El desierto de los tártaros

Una de mis aficciones principales es la lectura. No soy un experto literato ni tampoco lo que se dice un gourmet literario. Me gusta leer casi de todo, desde los clásicos hasta las últimas novedades de ciencia ficción. Soy un lector compulsivo que cuando comienza un libro lo continúa hasta el final, aunque algún tostón infumable haya sido la excepción confirmante de la regla.

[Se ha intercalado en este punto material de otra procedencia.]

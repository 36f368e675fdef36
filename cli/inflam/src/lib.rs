//! Controller for the inflammation analysis tool: loads each input file,
//! computes its daily statistics and hands them to the configured presenters.

pub mod config;
pub mod controller;

pub use config::{Config, ConfigError, PlotConfig, TextConfig};
pub use controller::{build_view, presenters_for, run, RunError, RunOptions, ThresholdQuery};
use std::path::PathBuf;

use thiserror::Error;

/// Errors raised while reading or writing an inflammation table.
#[derive(Debug, Error)]
pub enum DataError {
    #[error("I/O error on {}: {source}", .path.display())]
    Io {
        path: PathBuf,
        #[source]
        source: std::io::Error,
    },
    #[error("line {line}, column {column}: '{value}' is not a number")]
    Parse {
        line: usize,
        column: usize,
        value: String,
    },
    #[error("line {line}: expected {expected} values, found {found}")]
    Ragged {
        line: usize,
        expected: usize,
        found: usize,
    },
    #[error("inconsistent table shape: {0}")]
    Shape(#[from] ndarray::ShapeError),
}
use std::io;
use std::path::PathBuf;

use clap::Parser;
use inflam::{run, Config, RunOptions, ThresholdQuery};
use log::{debug, LevelFilter};

#[derive(Debug, Parser)]
#[command(
    name = "inflam",
    version,
    about = "A basic patient inflammation data management system",
    long_about = "inflam computes the daily average, maximum, minimum and standard deviation\n\
        of patient inflammation readings and plots them.\n\n\
        Each input is a CSV file with one patient per row and one day per column.\n\n\
        EXAMPLES:\n\
        \n  inflam data/inflammation-01.csv                 Plot daily statistics\n\
        \n  inflam --text data/*.csv                        Also list the full vectors\n\
        \n  inflam --svg-dir plots data/inflammation-01.csv Write an SVG chart per file\n\
        \n  inflam --threshold 10 --patient 0 data/a.csv    Count readings above 10\n\
        \n  inflam --config inflam.toml --print-config      Show the settings in effect"
)]
struct Cli {
    /// Input CSV(s) containing inflammation series for each patient
    #[arg(value_name = "INFILES", required_unless_present = "print_config")]
    infiles: Vec<PathBuf>,

    /// Show statistics in text on command line
    #[arg(long)]
    text: bool,

    /// Emit statistics as JSON lines instead of the plot and text summary
    #[arg(long, conflicts_with = "text")]
    json: bool,

    /// Write an SVG line chart per input file into this directory
    #[arg(long = "svg-dir", value_name = "DIR")]
    svg_dir: Option<PathBuf>,

    /// Report how many readings of --patient exceed this value
    #[arg(long, value_name = "T", requires = "patient", allow_negative_numbers = true)]
    threshold: Option<f64>,

    /// Patient row index (0-based) used with --threshold
    #[arg(long, value_name = "INDEX", requires = "threshold")]
    patient: Option<usize>,

    /// TOML configuration file
    #[arg(long, value_name = "FILE")]
    config: Option<PathBuf>,

    /// Print the effective configuration as TOML and exit
    #[arg(long)]
    print_config: bool,

    /// Increase verbosity level (-v, -vv, -vvv)
    #[arg(short, long, action = clap::ArgAction::Count)]
    verbose: u8,

    /// Suppress the terminal plot
    #[arg(short, long)]
    quiet: bool,
}

fn init_logging(verbose: u8) {
    let level = match verbose {
        0 => LevelFilter::Warn,
        1 => LevelFilter::Info,
        2 => LevelFilter::Debug,
        _ => LevelFilter::Trace,
    };
    // RUST_LOG, when set, overrides the -v level.
    env_logger::Builder::new()
        .filter_level(level)
        .parse_default_env()
        .format_timestamp(None)
        .init();
}

fn main() {
    let cli = Cli::parse();
    init_logging(cli.verbose);

    let mut config = match cli.config.as_deref().map(Config::load).transpose() {
        Ok(config) => config.unwrap_or_default(),
        Err(e) => {
            eprintln!("error: {e}");
            std::process::exit(2);
        }
    };
    if let Some(dir) = cli.svg_dir {
        config.plot.svg_dir = Some(dir);
    }
    debug!("configuration: {config}");

    if cli.print_config {
        match config.to_toml() {
            Ok(text) => {
                print!("{text}");
                return;
            }
            Err(e) => {
                eprintln!("error: {e}");
                std::process::exit(1);
            }
        }
    }

    let threshold = cli
        .threshold
        .zip(cli.patient)
        .map(|(threshold, patient)| ThresholdQuery { threshold, patient });

    let options = RunOptions {
        infiles: cli.infiles,
        text: cli.text,
        json: cli.json,
        quiet: cli.quiet,
        threshold,
        config,
    };

    let stdout = io::stdout();
    let mut out = stdout.lock();
    if let Err(e) = run(&options, &mut out) {
        eprintln!("error: {e}");
        std::process::exit(1);
    }
}
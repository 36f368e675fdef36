//! Inflammation data primitives.
//!
//! Patients' readings are held in an [`InflammationTable`]: each row holds the
//! readings of one patient, each column one day across all patients.
//!
//! Loading a table from comma-separated text:
//! ```
//! use inflam_data::parse_csv;
//! let table = parse_csv("0,1,2\n1,2,3\n").unwrap();
//! assert_eq!(table.n_patients(), 2);
//! assert_eq!(table.n_days(), 3);
//! ```
//!
//! Patient records with automatic day numbering:
//! ```
//! use inflam_data::Patient;
//! let mut alice = Patient::new("Alice");
//! assert_eq!(alice.add_observation(3.0, None).day, 0);
//! assert_eq!(alice.add_observation(4.0, None).day, 1);
//! ```

pub mod csv;
pub mod error;
pub mod model;
pub mod table;

pub use csv::{load_csv, parse_csv, to_csv_string, write_csv};
pub use error::DataError;
pub use model::{Doctor, Observation, Patient, Person};
pub use table::InflammationTable;
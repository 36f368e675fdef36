use inflam_data::InflammationTable;
use ndarray::Axis;

use crate::error::StatsError;

const DAY_AXIS: Axis = Axis(0);

/// Undefined result for a table without patients: one `NaN` per day.
fn undefined(table: &InflammationTable) -> Vec<f64> {
    vec![f64::NAN; table.n_days()]
}

/// Larger of two readings; a `NaN` on either side wins.
fn max_propagating_nan(acc: f64, x: f64) -> f64 {
    if acc.is_nan() || x.is_nan() {
        f64::NAN
    } else {
        acc.max(x)
    }
}

fn min_propagating_nan(acc: f64, x: f64) -> f64 {
    if acc.is_nan() || x.is_nan() {
        f64::NAN
    } else {
        acc.min(x)
    }
}

/// Arithmetic mean of each day across all patients.
pub fn daily_mean(table: &InflammationTable) -> Vec<f64> {
    table
        .view()
        .mean_axis(DAY_AXIS)
        .map_or_else(|| undefined(table), |m| m.to_vec())
}

/// Highest reading of each day across all patients. A day with any `NaN`
/// reading yields `NaN`.
pub fn daily_max(table: &InflammationTable) -> Vec<f64> {
    if table.n_patients() == 0 {
        return undefined(table);
    }
    table
        .view()
        .fold_axis(DAY_AXIS, f64::NEG_INFINITY, |&acc, &x| max_propagating_nan(acc, x))
        .to_vec()
}

/// Lowest reading of each day across all patients. A day with any `NaN`
/// reading yields `NaN`.
pub fn daily_min(table: &InflammationTable) -> Vec<f64> {
    if table.n_patients() == 0 {
        return undefined(table);
    }
    table
        .view()
        .fold_axis(DAY_AXIS, f64::INFINITY, |&acc, &x| min_propagating_nan(acc, x))
        .to_vec()
}

/// Population standard deviation (divisor n) of each day across all patients.
pub fn daily_std_dev(table: &InflammationTable) -> Vec<f64> {
    if table.n_patients() == 0 {
        return undefined(table);
    }
    table.view().std_axis(DAY_AXIS, 0.0).to_vec()
}

/// Number of readings of one patient strictly greater than `threshold`.
pub fn daily_above_threshold(
    table: &InflammationTable,
    threshold: f64,
    patient_index: usize,
) -> Result<usize, StatsError> {
    let row = table
        .patient(patient_index)
        .ok_or(StatsError::PatientIndexOutOfRange {
            index: patient_index,
            n_patients: table.n_patients(),
        })?;
    Ok(row.iter().map(|&v| usize::from(v > threshold)).sum())
}
use inflam_data::{Doctor, Observation, Patient};

#[test]
fn patient_json_is_flat() {
    let mut alice = Patient::new("Alice");
    alice.add_observation(3.0, None);
    alice.add_observation(4.5, Some(7));

    let json = serde_json::to_value(&alice).unwrap();
    assert_eq!(json["name"], "Alice");
    assert_eq!(json["observations"][1]["day"], 7);

    let back: Patient = serde_json::from_value(json).unwrap();
    assert_eq!(back, alice);
}

#[test]
fn observations_default_to_empty() {
    let p: Patient = serde_json::from_str(r#"{"name":"Bob"}"#).unwrap();
    assert!(p.observations.is_empty());
    assert_eq!(p.name(), "Bob");
}

#[test]
fn doctor_sees_patient_updates_made_before_borrowing() {
    let mut alice = Patient::new("Alice");
    alice.add_observation(1.0, None);
    alice.add_observation(2.0, None);

    let mut doctor = Doctor::new("Dr. Phil");
    doctor.add_patient(&alice);

    let seen = doctor.patients()[0];
    assert_eq!(
        seen.observations.last(),
        Some(&Observation { day: 1, value: 2.0 })
    );
    assert_eq!(doctor.name(), "Dr. Phil");
}
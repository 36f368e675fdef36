use std::collections::HashMap;
use std::fs;
use std::io::Write;
use std::path::{Path, PathBuf};

use log::info;
use serde::Serialize;

use crate::chart::{figure_svg, finite_range, sparkline_ascii};
use crate::error::VizError;
use crate::text::format_vector;
use crate::view::ViewData;

/// Turns the statistics of one input into some form of output.
///
/// `source` names the input the statistics were computed from. Presenters
/// only read `view`.
pub trait Presenter {
    fn present(
        &mut self,
        source: &str,
        view: &ViewData,
        out: &mut dyn Write,
    ) -> Result<(), VizError>;
}

fn name_width(view: &ViewData) -> usize {
    view.iter().map(|(n, _)| n.len()).max().unwrap_or(0)
}

/// Terminal plot: one sparkline per statistic with its value range.
#[derive(Debug, Clone)]
pub struct SparklinePresenter {
    width: usize,
}

impl SparklinePresenter {
    pub fn new(width: usize) -> Self {
        Self { width }
    }
}

impl Presenter for SparklinePresenter {
    fn present(
        &mut self,
        source: &str,
        view: &ViewData,
        out: &mut dyn Write,
    ) -> Result<(), VizError> {
        let pad = name_width(view);
        writeln!(out, "{source}")?;
        for (name, values) in view.iter() {
            match finite_range(values) {
                Some((lo, hi)) => {
                    let line = sparkline_ascii(values, self.width.min(values.len()));
                    writeln!(out, "  {name:<pad$} |{line}| {lo:.2} .. {hi:.2}")?;
                }
                None => writeln!(out, "  {name:<pad$} (no data)")?,
            }
        }
        Ok(())
    }
}

/// Multi-line listing of every statistic's full vector.
#[derive(Debug, Clone)]
pub struct TextSummary {
    precision: usize,
}

impl TextSummary {
    pub fn new(precision: usize) -> Self {
        Self { precision }
    }
}

impl Presenter for TextSummary {
    fn present(
        &mut self,
        source: &str,
        view: &ViewData,
        out: &mut dyn Write,
    ) -> Result<(), VizError> {
        let pad = name_width(view);
        writeln!(out, "Summary of statistics for {source}:")?;
        for (name, values) in view.iter() {
            writeln!(
                out,
                "  {name:<pad$} : {}",
                format_vector(values, self.precision)
            )?;
        }
        Ok(())
    }
}

/// Writes `<stem>.svg` into a directory, one chart panel per statistic.
///
/// Inputs from different paths that share a file stem get `<stem>-2.svg`,
/// `<stem>-3.svg` and so on, in the order they are presented.
#[derive(Debug, Clone)]
pub struct SvgPresenter {
    dir: PathBuf,
    width: u32,
    panel_height: u32,
    written: HashMap<String, PathBuf>,
}

impl SvgPresenter {
    pub fn new(dir: impl Into<PathBuf>, width: u32, panel_height: u32) -> Self {
        Self {
            dir: dir.into(),
            width,
            panel_height,
            written: HashMap::new(),
        }
    }

    /// Destination file for statistics computed from `source`.
    pub fn output_path(&self, source: &str) -> PathBuf {
        if let Some(path) = self.written.get(source) {
            return path.clone();
        }
        let stem = Path::new(source)
            .file_stem()
            .map(|s| s.to_string_lossy().into_owned())
            .filter(|s| !s.is_empty())
            .unwrap_or_else(|| "statistics".to_string());
        let mut path = self.dir.join(format!("{stem}.svg"));
        let mut n = 2;
        while self.written.values().any(|taken| *taken == path) {
            path = self.dir.join(format!("{stem}-{n}.svg"));
            n += 1;
        }
        path
    }
}

impl Presenter for SvgPresenter {
    fn present(
        &mut self,
        source: &str,
        view: &ViewData,
        _out: &mut dyn Write,
    ) -> Result<(), VizError> {
        let path = self.output_path(source);
        let svg = figure_svg(view.iter(), self.width, self.panel_height)?;
        fs::create_dir_all(&self.dir)
            .and_then(|()| fs::write(&path, svg))
            .map_err(|err| VizError::File {
                path: path.clone(),
                source: err,
            })?;
        info!("wrote {}", path.display());
        self.written.insert(source.to_string(), path);
        Ok(())
    }
}

#[derive(Serialize)]
struct JsonRecord<'a> {
    source: &'a str,
    statistics: &'a ViewData,
}

/// One JSON object per input, newline separated.
#[derive(Debug, Clone, Default)]
pub struct JsonPresenter;

impl JsonPresenter {
    pub fn new() -> Self {
        Self
    }
}

impl Presenter for JsonPresenter {
    fn present(
        &mut self,
        source: &str,
        view: &ViewData,
        out: &mut dyn Write,
    ) -> Result<(), VizError> {
        let record = JsonRecord {
            source,
            statistics: view,
        };
        serde_json::to_writer(&mut *out, &record)?;
        writeln!(out)?;
        Ok(())
    }
}
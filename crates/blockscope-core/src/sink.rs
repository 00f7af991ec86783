//! The push interface shared by the scanner and the dump importer.

use crate::entry::Ext;

/// Compact projection of OS stat data, as fed into a [`Sink`].
#[derive(Debug, Clone, Copy, Default)]
pub struct Stat {
    pub is_dir: bool,
    /// Regular file. False for symlinks, sockets, devices, fifos.
    pub is_reg: bool,
    /// Hard-link candidate: `nlink > 1` and not a directory.
    pub hlinkc: bool,
    /// 512-byte blocks, clamped to the 60-bit field.
    pub blocks: u64,
    /// Apparent size in bytes.
    pub size: u64,
    pub dev: u64,
    pub ino: u64,
    /// Reported link count; 0 means unknown.
    pub nlink: u32,
    /// Extended metadata, when captured.
    pub ext: Option<Ext>,
}

/// Classification of an entry that is not counted normally.
#[derive(Debug, Clone, Copy, PartialEq, Eq)]
pub enum Special {
    /// stat or opendir failed.
    Err,
    /// Different filesystem than the parent directory.
    OtherFs,
    /// Kernel pseudo-filesystem.
    KernFs,
    /// Matched an exclude pattern or CACHEDIR.TAG.
    Excluded,
}

/// Push API driven by the scanner and the importer.
///
/// Call order per element: `push_name`, then exactly one of `set_stat` or
/// `set_special`. After a `set_stat` whose stat is a directory, the driver
/// calls `enter_dir`, optionally `listing_error` (before any child), the
/// children's sequences, and finally `leave_dir`.
pub trait Sink {
    /// Begin an element with the given raw name bytes.
    fn push_name(&mut self, name: &[u8]);

    /// Terminal for the current element: normal metadata.
    fn set_stat(&mut self, stat: &Stat);

    /// Terminal for the current element: uncounted special.
    fn set_special(&mut self, special: Special);

    /// Descend into the directory most recently given to `set_stat`.
    fn enter_dir(&mut self);

    /// Unwind past the innermost open directory.
    fn leave_dir(&mut self);

    /// Mark the innermost open directory as failed to list. Arrives after
    /// `enter_dir` and before any child.
    fn listing_error(&mut self);
}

Ahora mismo estoy leyendo El desierto de los Tártaros, un libro del italiano Dino Buzzati que si hemos de hacer caso a la Wikipedia vivió entre 1906 y 1972. El libro que estoy leyendo lo escribió en 1940 y es considerado su obra maestra. Narra historia del teniente Giovanni Drogo, que recién ascendido es destinado a La Fortaleza, un bastión fronterizo que se ocupa de la defensa contra un hipotético ataque desde un inhóspito desierto en el que al parecer merodean los tártaros.
La edición que estoy leyendo es de la editorial Gadir e incluye un prólogo de Jorge Luis Borges. En dicho prólogo, Borges afirma que la obra de Buzzati recoge la influencias de Poe y de Kafka. En la Wikepedia relacionan, y creo que acertadamente, El desierto de los Tártaros con La montaña mágica de Thomas Mann, probablemente mi novela favorita y que forzosamente tendré que incluir en otra entrada del blog.
En 1976 Valerio Furlini la convirtió en película y tuvo bastante aceptación entre la crítica. Yo no la he visto, e imagino que no debe ser fácil encontrarla, así que no puedo deciros mucho de ella. Si alguien es capaz de conseguirla que me lo diga, pagaré bien.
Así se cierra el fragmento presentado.